- [Work to complete] Return the lines of the data below exactly. Start at the first and end with the line containing "let n = match".

[Stored items from a collection]
◆ ◆ ◆

//! Coercion of provider payload fields into plain numbers.
//!
//! The same field arrives as a number in one endpoint and as a string in
//! another, and stations with no reading report `-99.0`. Everything that
//! reads a numeric field from a payload goes through here.

use serde_json::Value;

/// Provider marker for "no reading".
pub const SENTINEL: f64 = -99.0;

/// Finite number from a JSON number or numeric string, `None` otherwise.
pub fn number(value: &Value) -> Option<f64> {
    let n = match value {
        Value::Number(n) => n.as_f64()?,
        Value::String(s) => s.trim().parse::<f64>().ok()?,
        _ => return None,
    };

    n.is_finite().then_some(n)
}

/// Like [`number`], but the sentinel also counts as missing.
pub fn reading(value: &Value) -> Option<f64> {
    number(value).and_then(reading_f64)
}

pub fn reading_f64(raw: f64) -> Option<f64> {
    if !raw.is_finite() || raw == SENTINEL {
        None
    } else {
        Some(raw)
    }
}
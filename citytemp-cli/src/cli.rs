use anyhow::Result;
use clap::{Parser, Subcommand};
use inquire::{CustomType, CustomUserError, Select, Text, validator::Validation};

use citytemp_core::{City, Config, SourceId, collect_temperatures, source_from_config};

use crate::render;

/// Top-level CLI struct.
#[derive(Debug, Parser)]
#[command(name = "citytemp", version, about = "Current temperature for Lisboa, Porto and Faro")]
pub struct Cli {
    #[command(subcommand)]
    pub command: Command,
}

#[derive(Debug, Subcommand)]
pub enum Command {
    /// Configure the default source, its endpoint and the request timeout.
    Configure {
        /// Source short name, "observations" or "forecast". Asked for when absent.
        source: Option<String>,
    },

    /// Show temperatures; all supported cities when none are given.
    Show {
        /// City names, e.g. "Lisboa" or "porto".
        cities: Vec<String>,

        /// Override the configured source for this call.
        #[arg(long)]
        source: Option<String>,

        /// Print the report as JSON.
        #[arg(long)]
        json: bool,
    },

    /// List supported cities.
    Cities,
}

impl Cli {
    pub async fn run(self) -> Result<()> {
        match self.command {
            Command::Configure { source } => configure(source)?,
            Command::Show {
                cities,
                source,
                json,
            } => show(cities, source, json).await?,
            Command::Cities => print!("{}", render::render_cities()),
        }

        Ok(())
    }
}

async fn show(cities: Vec<String>, source: Option<String>, json: bool) -> Result<()> {
    let config = Config::load()?;

    let id = match source {
        Some(s) => SourceId::try_from(s.as_str())?,
        None => config.default_source_id()?,
    };

    let requested = parse_cities(&cities)?;
    let source = source_from_config(id, &config)?;

    tracing::debug!("Resolving {:?} via {}", requested, id);
    let report = collect_temperatures(source.as_ref(), &requested).await;

    if json {
        println!("{}", serde_json::to_string_pretty(&report)?);
    } else {
        print!("{}", render::render_report(&report));
        println!();
        println!("{}", render::status_line(report.status()));
    }

    Ok(())
}

fn parse_cities(names: &[String]) -> Result<Vec<City>> {
    if names.is_empty() {
        return Ok(City::all().to_vec());
    }

    names.iter().map(|name| City::try_from(name.as_str())).collect()
}

fn configure(source: Option<String>) -> Result<()> {
    let mut config = Config::load()?;

    let id = match source {
        Some(s) => SourceId::try_from(s.as_str())?,
        None => Select::new("Default source:", SourceId::all().to_vec()).prompt()?,
    };

    let endpoint = Text::new("Endpoint URL:")
        .with_default(config.endpoint(id))
        .prompt()?;

    let timeout = CustomType::<u64>::new("Request timeout (seconds):")
        .with_default(config.timeout().as_secs())
        .with_error_message("Please enter a whole number of seconds")
        .with_validator(validate_timeout)
        .prompt()?;

    config.set_default_source(id);
    config.set_endpoint(id, endpoint.trim().to_string());
    config.timeout_secs = Some(timeout);
    config.save()?;

    println!(
        "Saved configuration to {}",
        Config::config_file_path()?.display()
    );

    Ok(())
}

fn validate_timeout(secs: &u64) -> Result<Validation, CustomUserError> {
    if *secs == 0 {
        Ok(Validation::Invalid("The timeout must be at least 1 second".into()))
    } else {
        Ok(Validation::Valid)
    }
}

#[cfg(test)]
mod tests {
    use super::*;

    #[test]
    fn no_city_arguments_mean_all_cities() {
        assert_eq!(parse_cities(&[]).unwrap(), City::all().to_vec());
    }

    #[test]
    fn city_arguments_are_parsed() {
        let names = vec!["porto".to_string(), "Lisbon".to_string()];
        assert_eq!(parse_cities(&names).unwrap(), vec![City::Porto, City::Lisboa]);
    }

    #[test]
    fn zero_timeout_is_refused_by_the_prompt() {
        assert!(matches!(validate_timeout(&0), Ok(Validation::Invalid(_))));
        assert!(matches!(validate_timeout(&5), Ok(Validation::Valid)));
    }

    #[test]
    fn unknown_city_argument_is_rejected() {
        let names = vec!["Madrid".to_string()];
        let err = parse_cities(&names).unwrap_err();
        assert!(err.to_string().contains("Unknown city"));
    }

    #[test]
    fn show_arguments_parse() {
        let cli = Cli::try_parse_from(["citytemp", "show", "faro", "--source", "forecast", "--json"])
            .unwrap();
        match cli.command {
            Command::Show {
                cities,
                source,
                json,
            } => {
                assert_eq!(cities, vec!["faro"]);
                assert_eq!(source.as_deref(), Some("forecast"));
                assert!(json);
            }
            other => panic!("unexpected command: {other:?}"),
        }
    }
}
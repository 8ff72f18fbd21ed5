use crate::geo::haversine_km;
use crate::model::{Candidate, Coordinates};

/// Closest candidate to `target` that carries a usable measurement.
///
/// Candidates without a measurement are skipped whatever their distance.
/// On equal distances the earlier candidate wins.
pub fn nearest_valid(target: Coordinates, candidates: &[Candidate]) -> Option<&Candidate> {
    nearest_valid_with_distance(target, candidates).map(|(candidate, _)| candidate)
}

/// [`nearest_valid`] together with the winning distance in kilometers.
pub fn nearest_valid_with_distance(
    target: Coordinates,
    candidates: &[Candidate],
) -> Option<(&Candidate, f64)> {
    let mut closest = None;
    let mut min_distance = f64::INFINITY;

    for candidate in candidates {
        if !candidate.is_valid() {
            continue;
        }

        let distance = haversine_km(target, candidate.coordinates);
        if distance < min_distance {
            closest = Some(candidate);
            min_distance = distance;
        }
    }

    closest.map(|c| (c, min_distance))
}
use crate::{
    Config,
    error::SourceError,
    http::HttpFetcher,
    model::{Candidate, City},
    source::{forecast::DailyForecast, observations::StationObservations},
};
use anyhow::Context;
use async_trait::async_trait;
use std::{convert::TryFrom, fmt::Debug};

pub mod forecast;
pub mod observations;

/// Outcome of resolving one city: a candidate, nothing usable, or an error
/// confined to that city.
pub type CityOutcome = (City, Result<Option<Candidate>, SourceError>);

#[derive(Debug, Clone, Copy, PartialEq, Eq, Hash)]
pub enum SourceId {
    Observations,
    Forecast,
}

impl SourceId {
    pub fn as_str(&self) -> &'static str {
        match self {
            SourceId::Observations => "observations",
            SourceId::Forecast => "forecast",
        }
    }

    pub const fn all() -> &'static [SourceId] {
        &[SourceId::Observations, SourceId::Forecast]
    }

    pub fn default_endpoint(&self) -> &'static str {
        match self {
            SourceId::Observations => {
                "https://api.ipma.pt/open-data/observation/meteorology/stations/obs-surface.geojson"
            }
            SourceId::Forecast => "https://api.ipma.pt/open-data/forecast/meteorology/cities/daily",
        }
    }
}

impl std::fmt::Display for SourceId {
    fn fmt(&self, f: &mut std::fmt::Formatter<'_>) -> std::fmt::Result {
        f.write_str(self.as_str())
    }
}

impl TryFrom<&str> for SourceId {
    type Error = anyhow::Error;

    fn try_from(value: &str) -> Result<Self, Self::Error> {
        let lower = value.to_lowercase();

        match lower.as_str() {
            "observations" => Ok(SourceId::Observations),
            "forecast" => Ok(SourceId::Forecast),
            _ => Err(anyhow::anyhow!(
                "Unknown source '{value}'. Supported sources: observations, forecast."
            )),
        }
    }
}

/// Where city temperatures come from.
///
/// An outer `Err` means nothing could be fetched at all; per-city errors
/// only affect their own city.
#[async_trait]
pub trait TemperatureSource: Send + Sync + Debug {
    fn id(&self) -> SourceId;

    async fn resolve(&self, cities: &[City]) -> Result<Vec<CityOutcome>, SourceError>;
}

/// Construct a source from config and explicit SourceId.
pub fn source_from_config(
    id: SourceId,
    config: &Config,
) -> anyhow::Result<Box<dyn TemperatureSource>> {
    let fetcher = HttpFetcher::new(config.timeout()).context("Failed to build HTTP client")?;
    let url = config.endpoint(id).to_owned();

    let boxed: Box<dyn TemperatureSource> = match id {
        SourceId::Observations => Box::new(StationObservations::new(fetcher, url)),
        SourceId::Forecast => Box::new(DailyForecast::new(fetcher, url)),
    };

    Ok(boxed)
}

/// Construct the default source from config, using `default_source` field.
pub fn default_source_from_config(config: &Config) -> anyhow::Result<Box<dyn TemperatureSource>> {
    let id = config.default_source_id()?;
    source_from_config(id, config)
}

#[cfg(test)]
mod tests {
    use super::*;
    use crate::config::Config;

    #[test]
    fn source_id_as_str_roundtrip() {
        for id in SourceId::all() {
            let s = id.as_str();
            let parsed = SourceId::try_from(s).expect("roundtrip should succeed");
            assert_eq!(*id, parsed);
        }
    }

    #[test]
    fn source_id_parse_is_case_insensitive() {
        assert_eq!(SourceId::try_from("Forecast").unwrap(), SourceId::Forecast);
    }

    #[test]
    fn unknown_source_error() {
        let err = SourceId::try_from("doesnotexist").unwrap_err();
        assert!(err.to_string().contains("Unknown source"));
    }

    #[test]
    fn source_from_config_uses_requested_id() {
        let cfg = Config::default();
        let source = source_from_config(SourceId::Forecast, &cfg).unwrap();
        assert_eq!(source.id(), SourceId::Forecast);
    }

    #[test]
    fn default_source_from_config_falls_back_to_observations() {
        let cfg = Config::default();
        let source = default_source_from_config(&cfg).unwrap();
        assert_eq!(source.id(), SourceId::Observations);
    }

    #[test]
    fn default_source_from_config_errors_on_unknown_id() {
        let cfg = Config {
            default_source: Some("satellite".to_string()),
            ..Config::default()
        };
        let err = default_source_from_config(&cfg).unwrap_err();
        assert!(err.to_string().contains("Unknown source"));
    }
}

◆ ◆ ◆

- [The answer]
//! Coercion of provider payload fields into plain numbers.
//!
//! The same field arrives as a number in one endpoint and as a string in
//! another, and stations with no reading report `-99.0`. Everything that
//! reads a numeric field from a payload goes through here.

use serde_json::Value;

/// Provider marker for "no reading".
pub const SENTINEL: f64 = -99.0;

/// Finite number from a JSON number or numeric string, `None` otherwise.
pub fn number(value: &Value) -> Option<f64> {
    let n = match value {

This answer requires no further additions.